Yine şefle birlikte Mumcular pazarına giden, zeytinyağı fabrikasında dalından sofraya zeytin yağının hikayesini yerinde dinleyen…

Katamaranla açılıp küçük adacıklarda piknik yapan…

Çocuklarıyla yakın köye gidip inek sağan, yoğurt mayalayan…

Deli zeytinleri aşılayıp kendi isim plakalarını ağaca astıran yerli veya yabancı misafirler Bodrum’dan başka tatil destinasyonu bakar mı sizce? 


Fark yaratacak bu birkaç örneği tecrübe edinen misafirler elbette başka bir yere gitmez, istese de çocukları buna izin vermez. 


İşte yörenin şefi olabilmek bu kadar önemlidir. Elbette bununla iş bitmiyor. Yörenin belediye başkanı, yörenin işletmesi, yörenin esnafı hatta yörenin köylüsü olabilmek te en az yörenin şefi olabilmek kadar önemlidir!

 

  


Diğer Hüseyin Bölük

Damak çatlatan tüyolar

‘‘Damak çatlatan tüyolar’’ Bodrum gibi Dünya’nın göz bebeği nadide bir şehirde yaşıyoruz. Her ne kadar betonlaşma tam gaz devam etse de cazibesinden bir şey kaybetmiyor gözümüzde.
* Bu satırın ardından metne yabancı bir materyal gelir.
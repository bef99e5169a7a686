use super::damage::{DamageType, Severity, Zone};

/// One curated trade bucket: the codes it contributes once damage reaches `min_severity`.
#[derive(Debug, Clone, Copy, PartialEq, Eq)]
pub struct CuratedTrade {
    pub damage_type: DamageType,
    pub zone: Zone,
    pub trade_code: &'static str,
    pub min_severity: Severity,
    pub codes: &'static [&'static str],
}

const fn curated(
    damage_type: DamageType,
    zone: Zone,
    trade_code: &'static str,
    min_severity: Severity,
    codes: &'static [&'static str],
) -> CuratedTrade {
    CuratedTrade {
        damage_type,
        zone,
        trade_code,
        min_severity,
        codes,
    }
}

use DamageType::*;
use Severity::*;
use Zone::*;

static CURATED_TRADES: &[CuratedTrade] = &[
    // Water
    curated(Water, Interior, "WTR", Minor, &["WTR EXT", "WTR DEHU"]),
    curated(Water, Interior, "DRY", Moderate, &["DRY 1/2"]),
    curated(Water, Interior, "PNT", Moderate, &["PNT SP"]),
    curated(Water, Interior, "FLR", Moderate, &["FCC AV"]),
    curated(Water, Interior, "INS", Severe, &["INS BATT"]),
    // Fire
    curated(Fire, Interior, "CLN", Minor, &["CLN SOOT"]),
    curated(Fire, Interior, "PNT", Minor, &["PNT SEAL"]),
    curated(Fire, Interior, "DRY", Moderate, &["DRY 1/2"]),
    curated(Fire, Interior, "INS", Severe, &["INS BATT"]),
    // Smoke
    curated(Smoke, Interior, "CLN", Minor, &["CLN SMOKE"]),
    curated(Smoke, Interior, "PNT", Moderate, &["PNT SEAL", "PNT SP"]),
    // Mold
    curated(Mold, Interior, "MIT", Minor, &["MLD REM"]),
    curated(Mold, Interior, "DRY", Moderate, &["DRY 1/2"]),
    // Wind / hail
    curated(Wind, Exterior, "RFG", Minor, &["RFG 240"]),
    curated(Wind, Exterior, "RFG", Moderate, &["RFG FELT"]),
    curated(Wind, Exterior, "EXT", Moderate, &["SDG VINYL"]),
    curated(Hail, Exterior, "RFG", Minor, &["RFG 240", "RFG FELT"]),
    curated(Hail, Exterior, "EXT", Moderate, &["GTR ALUM", "SDG VINYL"]),
    // Impact
    curated(Impact, Interior, "DRY", Minor, &["DRY 1/2"]),
    curated(Impact, Interior, "FRM", Severe, &["FRM STUD"]),
    curated(Impact, Exterior, "EXT", Minor, &["SDG VINYL"]),
    curated(Impact, Exterior, "FRM", Severe, &["FRM STUD"]),
];

/// Curated codes for a damage observation, deduplicated, in table order.
pub fn curated_codes(damage_type: DamageType, severity: Severity, zone: Zone) -> Vec<&'static str> {
    let mut codes: Vec<&'static str> = Vec::new();
    for trade in CURATED_TRADES.iter().filter(|trade| {
        trade.damage_type == damage_type && trade.zone == zone && severity >= trade.min_severity
    }) {
        for code in trade.codes {
            if !codes.contains(code) {
                codes.push(code);
            }
        }
    }
    codes
}

#[cfg(test)]
mod tests {
    use super::*;

    #[test]
    fn severity_gates_curated_trades() {
        assert_eq!(
            curated_codes(Water, Minor, Interior),
            vec!["WTR EXT", "WTR DEHU"]
        );

        let moderate = curated_codes(Water, Moderate, Interior);
        assert!(moderate.contains(&"DRY 1/2"));
        assert!(moderate.contains(&"FCC AV"));
        assert!(!moderate.contains(&"INS BATT"));

        assert!(curated_codes(Water, Severe, Interior).contains(&"INS BATT"));
    }

    #[test]
    fn zone_separates_interior_and_exterior() {
        assert!(curated_codes(Water, Severe, Exterior).is_empty());
        assert_eq!(
            curated_codes(Hail, Moderate, Exterior),
            vec!["RFG 240", "RFG FELT", "GTR ALUM", "SDG VINYL"]
        );
    }

    #[test]
    fn codes_are_deduplicated() {
        let smoke = curated_codes(Smoke, Severe, Interior);
        assert_eq!(smoke, vec!["CLN SMOKE", "PNT SEAL", "PNT SP"]);
        assert_eq!(curated_codes(Mold, Minor, Interior), vec!["MLD REM"]);
    }
}
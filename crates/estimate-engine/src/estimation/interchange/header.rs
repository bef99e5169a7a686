use chrono::SecondsFormat;

use super::xml::{Attrs, XmlWriter};
use super::{ExportOptions, InterchangeDocument};

/// Render the header document: claim identity, coverage snapshot, peril and control points.
pub fn render_header(document: &InterchangeDocument<'_>, options: &ExportOptions) -> String {
    let claim = document.claim;
    let summary = document.summary;
    let mut xml = XmlWriter::new();

    xml.open("XACTDOC", Attrs::new());
    xml.empty(
        "XACTNET_INFO",
        Attrs::new()
            .text("transactionId", options.transaction_id.as_str())
            .text(
                "generated",
                options
                    .generated_at
                    .to_rfc3339_opts(SecondsFormat::Secs, true),
            )
            .opt_text(
                "carrierId",
                claim
                    .carrier_code
                    .as_deref()
                    .or(summary.config.carrier_code.as_deref()),
            )
            .text("rulesVersion", summary.config.table_version.as_str()),
    );

    xml.open(
        "ADM",
        Attrs::new()
            .text("claimNumber", claim.claim_number.as_str())
            .text("policyNumber", claim.policy_number.as_str())
            .opt_text(
                "dateOfLoss",
                claim
                    .date_of_loss
                    .map(|date| date.format("%Y-%m-%d").to_string())
                    .as_deref(),
            )
            .opt_text("estimator", claim.estimator.as_deref())
            .opt_text("priceList", claim.price_list.as_deref()),
    );
    xml.empty("INSURED", Attrs::new().text("name", claim.insured_name.as_str()));
    if let Some(address) = &claim.property_address {
        xml.empty(
            "PROPERTY",
            Attrs::new()
                .text("street", address.street.as_str())
                .text("city", address.city.as_str())
                .text("state", address.state.as_str())
                .text("zip", address.postal_code.as_str()),
        );
    }
    xml.close("ADM");

    xml.open("COVERAGES", Attrs::new());
    for rule in document.policy_rules {
        let rollup = summary.coverage(rule.coverage);
        xml.empty(
            "COVERAGE",
            Attrs::new()
                .text("id", rule.coverage.code())
                .text("name", rule.coverage.label())
                .number("deductible", rule.deductible)
                .opt_number("limit", rule.policy_limit)
                .number("rcv", rollup.map_or(0.0, |rollup| rollup.rcv))
                .number("acv", rollup.map_or(0.0, |rollup| rollup.acv))
                .number("netClaim", rollup.map_or(0.0, |rollup| rollup.net_claim)),
        );
    }
    xml.close("COVERAGES");

    xml.empty(
        "PERIL",
        Attrs::new()
            .text("type", claim.peril.peril_type.as_str())
            .opt_text("cause", claim.peril.cause.as_deref())
            .opt_text(
                "waterCategory",
                claim.peril.water_category.map(|value| value.to_string()).as_deref(),
            )
            .opt_text(
                "waterClass",
                claim.peril.water_class.map(|value| value.to_string()).as_deref(),
            ),
    );

    xml.open("CONTROL_POINTS", Attrs::new());
    for point in &claim.control_points {
        xml.empty(
            "CONTROL_POINT",
            Attrs::new()
                .text("name", point.name.as_str())
                .text("status", point.status.label())
                .opt_text(
                    "completed",
                    point
                        .completed_on
                        .map(|date| date.format("%Y-%m-%d").to_string())
                        .as_deref(),
                ),
        );
    }
    xml.close("CONTROL_POINTS");

    let totals = &summary.totals;
    xml.empty(
        "ESTIMATE_TOTALS",
        Attrs::new()
            .number("lineItemTotal", totals.line_item_total)
            .number("overhead", totals.overhead)
            .number("profit", totals.profit)
            .number("tax", totals.tax)
            .number("rcv", totals.rcv)
            .number("recoverableDepreciation", totals.recoverable_depreciation)
            .number("nonRecoverableDepreciation", totals.non_recoverable_depreciation)
            .number("paidWhenIncurred", totals.paid_when_incurred)
            .number("acv", totals.acv)
            .number("deductible", totals.deductible_applied)
            .number("netClaim", totals.net_claim)
            .number("overLimit", totals.over_limit)
            .flag("overheadAndProfit", summary.qualifies_for_op),
    );

    xml.close("XACTDOC");
    xml.finish()
}
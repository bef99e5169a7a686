//! Estimate interchange export: a header document and a detail document packaged
//! into one deflated container the receiving estimate platform ingests.
//!
//! Output is a pure function of the document and [`ExportOptions`]. The options
//! carry the only volatile fields (generation timestamp and transaction id).

mod claim;
mod detail;
mod header;
mod package;
mod validation;
pub mod xml;

use chrono::{DateTime, Utc};
use tracing::info;

use crate::estimation::diagnostics::FieldViolation;
use crate::estimation::inspection::Room;
use crate::estimation::settlement::{PolicyRule, SettlementSummary};

pub use claim::{Address, ClaimInfo, ControlPoint, ControlPointStatus, PerilDetail};
pub use detail::render_detail;
pub use header::render_header;
pub use package::{package_documents, DETAIL_ENTRY, HEADER_ENTRY};
pub use validation::validate_document;

/// Everything the serializer walks.
#[derive(Debug, Clone, Copy)]
pub struct InterchangeDocument<'a> {
    pub claim: &'a ClaimInfo,
    pub rooms: &'a [Room],
    pub policy_rules: &'a [PolicyRule],
    pub summary: &'a SettlementSummary,
}

/// Volatile header fields, excluded from replay equality.
#[derive(Debug, Clone, PartialEq, Eq)]
pub struct ExportOptions {
    pub generated_at: DateTime<Utc>,
    pub transaction_id: String,
}

impl ExportOptions {
    pub fn new(generated_at: DateTime<Utc>, transaction_id: impl Into<String>) -> Self {
        Self {
            generated_at,
            transaction_id: transaction_id.into(),
        }
    }
}

#[derive(Debug, thiserror::Error)]
pub enum InterchangeError {
    #[error("interchange validation failed: {}", FieldViolation::join(.violations))]
    Validation { violations: Vec<FieldViolation> },
    #[error("failed to build interchange container: {0}")]
    Container(#[from] zip::result::ZipError),
    #[error("failed to write interchange entry: {0}")]
    Io(#[from] std::io::Error),
}

/// Validate, render both documents and package them. Nothing is produced when validation fails.
pub fn export_interchange(
    document: &InterchangeDocument<'_>,
    options: &ExportOptions,
) -> Result<Vec<u8>, InterchangeError> {
    validate_document(document)?;

    let header = render_header(document, options);
    let detail = render_detail(document);
    let bytes = package_documents(&header, &detail)?;

    info!(
        claim = %document.claim.claim_number,
        transaction_id = %options.transaction_id,
        rooms = document.rooms.len(),
        items = document.summary.items.len(),
        bytes = bytes.len(),
        "interchange package written"
    );
    Ok(bytes)
}
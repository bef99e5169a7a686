use super::common::*;
use crate::estimation::money::round2;
use crate::estimation::settlement::{calculate_settlement, RuleOverrides, SettlementInput};

const TRADES: [&str; 6] = ["DRY", "PNT", "FLR", "INS", "CLN", "DEM"];

#[test]
fn settlement_is_idempotent() {
    let mut input = three_trade_input();
    input.claim_tax_rate = Some(6.25);
    input.line_items[1] = input.line_items[1].clone().aged(7.0, 15.0);

    let first = calculate_settlement(&input, &table()).expect("settles");
    let second = calculate_settlement(&input, &table()).expect("settles");

    assert_eq!(first, second);
    assert_eq!(
        serde_json::to_string(&first).expect("serialises"),
        serde_json::to_string(&second).expect("serialises")
    );
}

#[test]
fn inputs_are_not_mutated() {
    let input = three_trade_input();
    let snapshot = input.clone();

    calculate_settlement(&input, &table()).expect("settles");

    assert_eq!(input, snapshot);
}

#[test]
fn op_eligibility_is_monotonic_in_trade_count() {
    let mut seen_qualifying = false;
    for count in 1..=TRADES.len() {
        let input = SettlementInput {
            line_items: TRADES[..count]
                .iter()
                .enumerate()
                .map(|(index, trade)| line(&format!("item-{index}"), trade, 100.0))
                .collect(),
            policy_rules: vec![dwelling_rule(0.0, None)],
            ..SettlementInput::default()
        };

        let summary = calculate_settlement(&input, &table()).expect("settles");

        assert_eq!(summary.qualifies_for_op, count >= 3, "{count} trades");
        if seen_qualifying {
            assert!(summary.qualifies_for_op, "eligibility lost at {count} trades");
        }
        seen_qualifying |= summary.qualifies_for_op;
    }
}

#[test]
fn percentages_and_acv_stay_in_range() {
    let input = SettlementInput {
        line_items: vec![
            line("a", "DRY", 250.0).with_depreciation_pct(150.0),
            line("b", "PNT", 90.0).with_depreciation_pct(-20.0),
            line("c", "FLR", 400.0).aged(-3.0, 10.0),
            line("d", "RFG", 0.0).aged(30.0, 20.0),
            line("e", "DEM", -75.0).aged(5.0, 10.0),
        ],
        policy_rules: vec![dwelling_rule(100.0, Some(50.0))],
        claim_tax_rate: Some(9.5),
        ..SettlementInput::default()
    };

    let summary = calculate_settlement(&input, &table()).expect("settles");

    for item in &summary.items {
        assert!((0.0..=100.0).contains(&item.depreciation_pct), "{}", item.id);
        assert!(item.acv >= 0.0 && item.acv <= item.rcv, "{}", item.id);
        assert!(item.depreciation_amount <= item.rcv, "{}", item.id);
    }
    assert_eq!(summary.item("a").map(|item| item.acv), Some(0.0));
    assert_eq!(summary.item("e").map(|item| item.rcv), Some(0.0));
    for rollup in &summary.coverages {
        assert!(rollup.acv <= rollup.rcv);
        assert!(rollup.net_claim <= rollup.policy_limit.unwrap_or(f64::MAX));
    }
}

#[test]
fn invalid_overrides_abort_with_every_field() {
    let mut input = three_trade_input();
    input.claim_tax_rate = Some(101.0);
    input.overrides = Some(RuleOverrides {
        op_threshold: Some(-2),
        ..RuleOverrides::default()
    });

    let error = calculate_settlement(&input, &table()).expect_err("rejected");

    assert_eq!(error.violations().len(), 2);
}

#[test]
fn op_shares_never_go_negative_for_tiny_lines() {
    let mut input = three_trade_input();
    input.line_items = (0..4)
        .map(|index| line(&format!("dry-{index}"), "DRY", 0.05))
        .chain([line("pnt-1", "PNT", 100.0), line("flr-1", "FLR", 100.0)])
        .collect();

    let summary = calculate_settlement(&input, &table()).expect("settles");

    let drywall = summary.trade("DRY").expect("drywall trade");
    assert_eq!(drywall.overhead, 0.02);
    let mut overhead = 0.0;
    let mut profit = 0.0;
    for item in summary.items.iter().filter(|item| item.category == "DRY") {
        assert!(item.overhead >= 0.0 && item.profit >= 0.0, "{}", item.id);
        assert!(item.rcv >= item.total_price, "{}", item.id);
        overhead = round2(overhead + item.overhead);
        profit = round2(profit + item.profit);
    }
    assert_eq!(overhead, drywall.overhead);
    assert_eq!(profit, drywall.profit);
}

#[test]
fn op_shares_sum_to_trade_amounts_across_uneven_splits() {
    let totals = [0.01, 0.07, 1.0, 3.33, 19.99, 250.5];
    for count in 1..=totals.len() {
        let mut input = three_trade_input();
        input.line_items = totals[..count]
            .iter()
            .enumerate()
            .map(|(index, total)| line(&format!("dry-{index}"), "DRY", *total))
            .chain([line("pnt-1", "PNT", 100.0), line("flr-1", "FLR", 100.0)])
            .collect();

        let summary = calculate_settlement(&input, &table()).expect("settles");

        let drywall = summary.trade("DRY").expect("drywall trade");
        let shares: Vec<f64> = summary
            .items
            .iter()
            .filter(|item| item.category == "DRY")
            .map(|item| item.overhead)
            .collect();
        assert!(shares.iter().all(|share| *share >= 0.0), "{count} lines");
        let allocated = shares.iter().fold(0.0, |sum, share| round2(sum + share));
        assert_eq!(allocated, drywall.overhead, "{count} lines");
    }
}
Ancak Bodrum’da yaşa...

Şef gözüyle Turizm ve Bodrum

Şef gözüyle Turizm ve Bodrum Evet önümüzdeki en az üç yıl ülke turizmi normale dönecek gibi durmuyor. Onlarca tesis el değiştirecek, bir çoğu iflas bayrağını çekecek, turizm çalışanlarının işsizlik or...


NEREDEN NEREYE...

Ülkemizin göz bebeği, özgürlükler şehri diye tabir edebileceğimiz, eşsiz koylarıyla adeta Ege’nin mücevherat sandığıdır Bodrum. Yarımada oluşu değerini bir kat daha perçinler. Hangi yöne giderseniz gi...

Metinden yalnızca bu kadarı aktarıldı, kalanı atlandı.